Tal como os alemães, os brasileiros de agora – em pleno XXI – resolveram revelar sua atração pelas forças demoníacas do mal. Negando sua imagem de povo boa praça, desfazendo seu automito de nação acolhedora e cordial, o Brasil enamorou-se do Diabo – e esse namoro se deu das eleições para cá. De maneira geral, apesar de sabermos que o mito da cordialidade brasileira é realmente um mito, talvez possamos confessar que – se não foi uma surpresa – o pacto do brasileiro com o Diabo foi uma grande revelação de seu lado odioso. Afinal, e de maneira geral, ao eleger o mal, o pais elegeu também suas forças mais terríveis, como: o combate às escolas e à educação, o combate aos artistas e aos professores, o ataque aos movimentos sociais, o ataque aos direitos humanos, o ataque aos menos favorecidos, o ataque à luta de gênero, o ataque à aposentadoria etc.
Associado a tudo isso, ainda somos obrigados a ver que o Diabo cultuado pelo Brasil é o Diabo mais burro que se poderia arrumar. Grosseiro de hábitos e de costumes, rude ao falar, estúpido no pensar, o Diabo brasileiro não passa de um burro, de um ignorante dos Diabos! Sua marca é a esculhambação. Seus anjos do mal adoram a web e mentem que estudaram em universidades fora do país – são ridículos em suas colocações, são limitados em seu conhecimento, são bestas de marca maior. São forças demoníacas que representam o mais baixo nível intelectual que se pode imaginar.

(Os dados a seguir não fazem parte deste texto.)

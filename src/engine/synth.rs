//! Text-to-speech providers.

use crate::config::SynthesisConfig;
use crate::error::{EngineError, Result};
use async_trait::async_trait;
use std::sync::Arc;
use std::sync::atomic::{AtomicUsize, Ordering};
use std::time::Duration;

/// Turns text into encoded audio bytes (MP3, WAV...).
#[async_trait]
pub trait SpeechSynthesizer: Send + Sync {
    /// Synthesize `text` with `voice`, or the provider default when `None`.
    async fn synthesize(&self, text: &str, voice: Option<&str>) -> Result<Vec<u8>>;

    /// Provider name for logs and status messages.
    fn name(&self) -> &str;
}

#[async_trait]
impl<T: SpeechSynthesizer + ?Sized> SpeechSynthesizer for Arc<T> {
    async fn synthesize(&self, text: &str, voice: Option<&str>) -> Result<Vec<u8>> {
        (**self).synthesize(text, voice).await
    }

    fn name(&self) -> &str {
        (**self).name()
    }
}

/// Build the configured provider.
///
/// Returns `None` without an API key: the engine then runs text-only.
pub fn from_config(config: &SynthesisConfig) -> Result<Option<Arc<dyn SpeechSynthesizer>>> {
    if config.api_key.as_deref().is_none_or(str::is_empty) {
        return Ok(None);
    }
    #[cfg(feature = "http")]
    {
        Ok(Some(Arc::new(ElevenLabsSynthesizer::new(config)?)))
    }
    #[cfg(not(feature = "http"))]
    {
        Err(EngineError::Synthesis {
            message: "an API key is configured but visync was built without the `http` feature"
                .to_string(),
        })
    }
}

#[cfg(feature = "http")]
pub use http::ElevenLabsSynthesizer;

#[cfg(feature = "http")]
mod http {
    use super::*;
    use serde::Serialize;

    #[derive(Serialize)]
    struct VoiceSettings {
        stability: f32,
        similarity_boost: f32,
    }

    #[derive(Serialize)]
    struct SpeechBody<'a> {
        text: &'a str,
        model_id: &'a str,
        voice_settings: VoiceSettings,
    }

    /// ElevenLabs `text-to-speech` endpoint, returning MP3.
    pub struct ElevenLabsSynthesizer {
        client: reqwest::Client,
        base_url: String,
        api_key: String,
        voice: String,
        model_id: String,
        stability: f32,
        similarity_boost: f32,
    }

    impl ElevenLabsSynthesizer {
        pub fn new(config: &SynthesisConfig) -> Result<Self> {
            let api_key = config.api_key.clone().ok_or_else(|| EngineError::Synthesis {
                message: "missing API key".to_string(),
            })?;
            let client = reqwest::Client::builder()
                .timeout(Duration::from_millis(config.request_timeout_ms))
                .build()
                .map_err(|e| EngineError::Synthesis {
                    message: format!("Failed to build HTTP client: {e}"),
                })?;
            Ok(Self {
                client,
                base_url: config.provider_url.trim_end_matches('/').to_string(),
                api_key,
                voice: config.voice.clone(),
                model_id: config.model_id.clone(),
                stability: config.stability,
                similarity_boost: config.similarity_boost,
            })
        }

        fn endpoint(&self, voice: &str) -> String {
            format!("{}/text-to-speech/{}", self.base_url, voice)
        }
    }

    impl std::fmt::Debug for ElevenLabsSynthesizer {
        fn fmt(&self, f: &mut std::fmt::Formatter<'_>) -> std::fmt::Result {
            f.debug_struct("ElevenLabsSynthesizer")
                .field("base_url", &self.base_url)
                .field("voice", &self.voice)
                .field("model_id", &self.model_id)
                .finish_non_exhaustive()
        }
    }

    #[async_trait]
    impl SpeechSynthesizer for ElevenLabsSynthesizer {
        async fn synthesize(&self, text: &str, voice: Option<&str>) -> Result<Vec<u8>> {
            let voice = voice.unwrap_or(&self.voice);
            let body = SpeechBody {
                text,
                model_id: &self.model_id,
                voice_settings: VoiceSettings {
                    stability: self.stability,
                    similarity_boost: self.similarity_boost,
                },
            };

            tracing::debug!("requesting speech for {} chars, voice {}", text.chars().count(), voice);
            let response = self
                .client
                .post(self.endpoint(voice))
                .header("xi-api-key", &self.api_key)
                .header(reqwest::header::ACCEPT, "audio/mpeg")
                .json(&body)
                .send()
                .await
                .map_err(|e| EngineError::Synthesis {
                    message: format!("Failed to reach speech provider: {e}"),
                })?;

            let status = response.status();
            if !status.is_success() {
                let message = response
                    .text()
                    .await
                    .unwrap_or_else(|e| format!("unreadable error body: {e}"));
                return Err(EngineError::SynthesisHttp {
                    status: status.as_u16(),
                    message,
                });
            }

            let bytes = response.bytes().await.map_err(|e| EngineError::Synthesis {
                message: format!("Failed to read speech audio: {e}"),
            })?;
            if bytes.is_empty() {
                return Err(EngineError::Synthesis {
                    message: "provider returned no audio".to_string(),
                });
            }
            Ok(bytes.to_vec())
        }

        fn name(&self) -> &str {
            "elevenlabs"
        }
    }

    #[cfg(test)]
    mod tests {
        use super::*;

        #[test]
        fn test_endpoint_trims_trailing_slash() {
            let config = SynthesisConfig {
                api_key: Some("key".into()),
                provider_url: "https://tts.example/v1/".into(),
                ..SynthesisConfig::default()
            };
            let synth = ElevenLabsSynthesizer::new(&config).unwrap();
            assert_eq!(synth.endpoint("abc"), "https://tts.example/v1/text-to-speech/abc");
        }

        #[test]
        fn test_body_shape() {
            let body = SpeechBody {
                text: "Hi",
                model_id: "m1",
                voice_settings: VoiceSettings {
                    stability: 0.5,
                    similarity_boost: 0.75,
                },
            };
            let json = serde_json::to_value(&body).unwrap();
            assert_eq!(json["text"], "Hi");
            assert_eq!(json["model_id"], "m1");
            assert_eq!(json["voice_settings"]["similarity_boost"], 0.75);
        }

        #[test]
        fn test_debug_hides_api_key() {
            let config = SynthesisConfig {
                api_key: Some("secret-key".into()),
                ..SynthesisConfig::default()
            };
            let synth = ElevenLabsSynthesizer::new(&config).unwrap();
            assert!(!format!("{:?}", synth).contains("secret-key"));
        }
    }
}

/// Speaks pre-recorded audio: every request returns the same bytes.
///
/// Lets hosts (and the CLI's `--wav`) drive the engine without a provider.
#[derive(Debug, Clone)]
pub struct Prerecorded {
    audio: Arc<[u8]>,
}

impl Prerecorded {
    pub fn new(audio: Vec<u8>) -> Self {
        Self {
            audio: audio.into(),
        }
    }
}

#[async_trait]
impl SpeechSynthesizer for Prerecorded {
    async fn synthesize(&self, _text: &str, _voice: Option<&str>) -> Result<Vec<u8>> {
        Ok(self.audio.to_vec())
    }

    fn name(&self) -> &str {
        "prerecorded"
    }
}

/// Mock synthesizer for testing
#[derive(Debug, Clone)]
pub struct MockSynthesizer {
    response: Vec<u8>,
    should_fail: bool,
    error_message: Option<String>,
    delay: Duration,
    calls: Arc<AtomicUsize>,
}

impl MockSynthesizer {
    /// Returns `audio` for every request.
    pub fn new(audio: Vec<u8>) -> Self {
        Self {
            response: audio,
            should_fail: false,
            error_message: None,
            delay: Duration::ZERO,
            calls: Arc::new(AtomicUsize::new(0)),
        }
    }

    pub fn with_response(mut self, audio: Vec<u8>) -> Self {
        self.response = audio;
        self
    }

    /// Configure the mock to fail every request
    pub fn with_failure(mut self) -> Self {
        self.should_fail = true;
        self
    }

    pub fn with_error_message(mut self, message: &str) -> Self {
        self.error_message = Some(message.to_string());
        self
    }

    /// Simulated network latency.
    pub fn with_delay(mut self, delay: Duration) -> Self {
        self.delay = delay;
        self
    }

    /// Number of `synthesize` calls so far, shared between clones.
    pub fn call_count(&self) -> usize {
        self.calls.load(Ordering::SeqCst)
    }
}

#[async_trait]
impl SpeechSynthesizer for MockSynthesizer {
    async fn synthesize(&self, _text: &str, _voice: Option<&str>) -> Result<Vec<u8>> {
        self.calls.fetch_add(1, Ordering::SeqCst);
        if !self.delay.is_zero() {
            tokio::time::sleep(self.delay).await;
        }
        if self.should_fail {
            return Err(EngineError::SynthesisHttp {
                status: 503,
                message: self
                    .error_message
                    .clone()
                    .unwrap_or_else(|| "mock synthesis failure".to_string()),
            });
        }
        Ok(self.response.clone())
    }

    fn name(&self) -> &str {
        "mock"
    }
}

#[cfg(test)]
mod tests {
    use super::*;
    use crate::error::ErrorKind;

    #[tokio::test]
    async fn test_mock_returns_response_and_counts_calls() {
        let mock = MockSynthesizer::new(vec![1, 2, 3]);
        let shared = mock.clone();
        assert_eq!(mock.synthesize("hi", None).await.unwrap(), vec![1, 2, 3]);
        assert_eq!(shared.call_count(), 1);
    }

    #[tokio::test]
    async fn test_mock_failure_is_synthesis_error() {
        let mock = MockSynthesizer::new(Vec::new())
            .with_failure()
            .with_error_message("quota exceeded");
        let err = mock.synthesize("hi", Some("voice")).await.unwrap_err();
        assert_eq!(err.kind(), ErrorKind::Synthesis);
        assert!(err.to_string().contains("quota exceeded"));
    }

    #[tokio::test(start_paused = true)]
    async fn test_mock_delay_uses_tokio_clock() {
        let mock = MockSynthesizer::new(vec![0]).with_delay(Duration::from_secs(2));
        let start = tokio::time::Instant::now();
        mock.synthesize("hi", None).await.unwrap();
        assert_eq!(start.elapsed(), Duration::from_secs(2));
    }

    #[test]
    fn test_no_api_key_means_text_only() {
        let config = SynthesisConfig::default();
        assert!(from_config(&config).unwrap().is_none());
        let empty = SynthesisConfig {
            api_key: Some(String::new()),
            ..SynthesisConfig::default()
        };
        assert!(from_config(&empty).unwrap().is_none());
    }

    #[tokio::test]
    async fn test_prerecorded_ignores_text() {
        let speech = Prerecorded::new(vec![7, 7]);
        assert_eq!(speech.synthesize("anything", Some("voice")).await.unwrap(), vec![7, 7]);
        assert_eq!(speech.synthesize("else", None).await.unwrap(), vec![7, 7]);
    }

    #[tokio::test]
    async fn test_arc_delegates() {
        let shared: Arc<MockSynthesizer> = Arc::new(MockSynthesizer::new(vec![9]));
        assert_eq!(shared.name(), "mock");
        assert_eq!(shared.synthesize("x", None).await.unwrap(), vec![9]);
    }
}
//! Speech sessions: synthesis, transcript pacing and the orchestrator that
//! keeps audio, lips, body and text in step.

pub mod events;
pub mod orchestrator;
pub mod session;
pub mod synth;
pub mod transcript;

pub use events::{Degradation, EngineEvent, EventSender, SpeakOutcome, SpeakReport, SpeechIssue};
pub use orchestrator::Orchestrator;
pub use session::{CancelSignal, CancelTrigger, SessionState, SpeechRequest};
pub use synth::{MockSynthesizer, Prerecorded, SpeechSynthesizer};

Em outras palavras, e metáforas à parte, o que queremos afirmar aqui é que surpreende o empenho do brasileiro em reverenciar a burrice, em aceitar o apagamento da História, em apoiar o fim da cultura, em valorizar quem questiona o conhecimento. Quer dizer, ao invés de pactuar com o Diabo para ter uma vida melhor em Terra, antes de arder no inferno, o brasileiro pactua com o Diabo para ser mais burro, mais ignorante e fazer da Terra e do Brasil um inferno de imbecis antecipado.
Vender a alma é coisa do passado. Agora a ordem parece que é entregá-la logo aos diabos todos – junto com o petróleo, as reservas naturais e as bases militares como a de Alcântara.
Inferno é pouco. Agora é a era da burrice infernal.
Excelente texto, Alê!
Gostei muito e revela o nosso lado mais sombrio. Um povo que sempre foi preconceituoso.
Per-feito, Alê. Redondo. Grande abraço.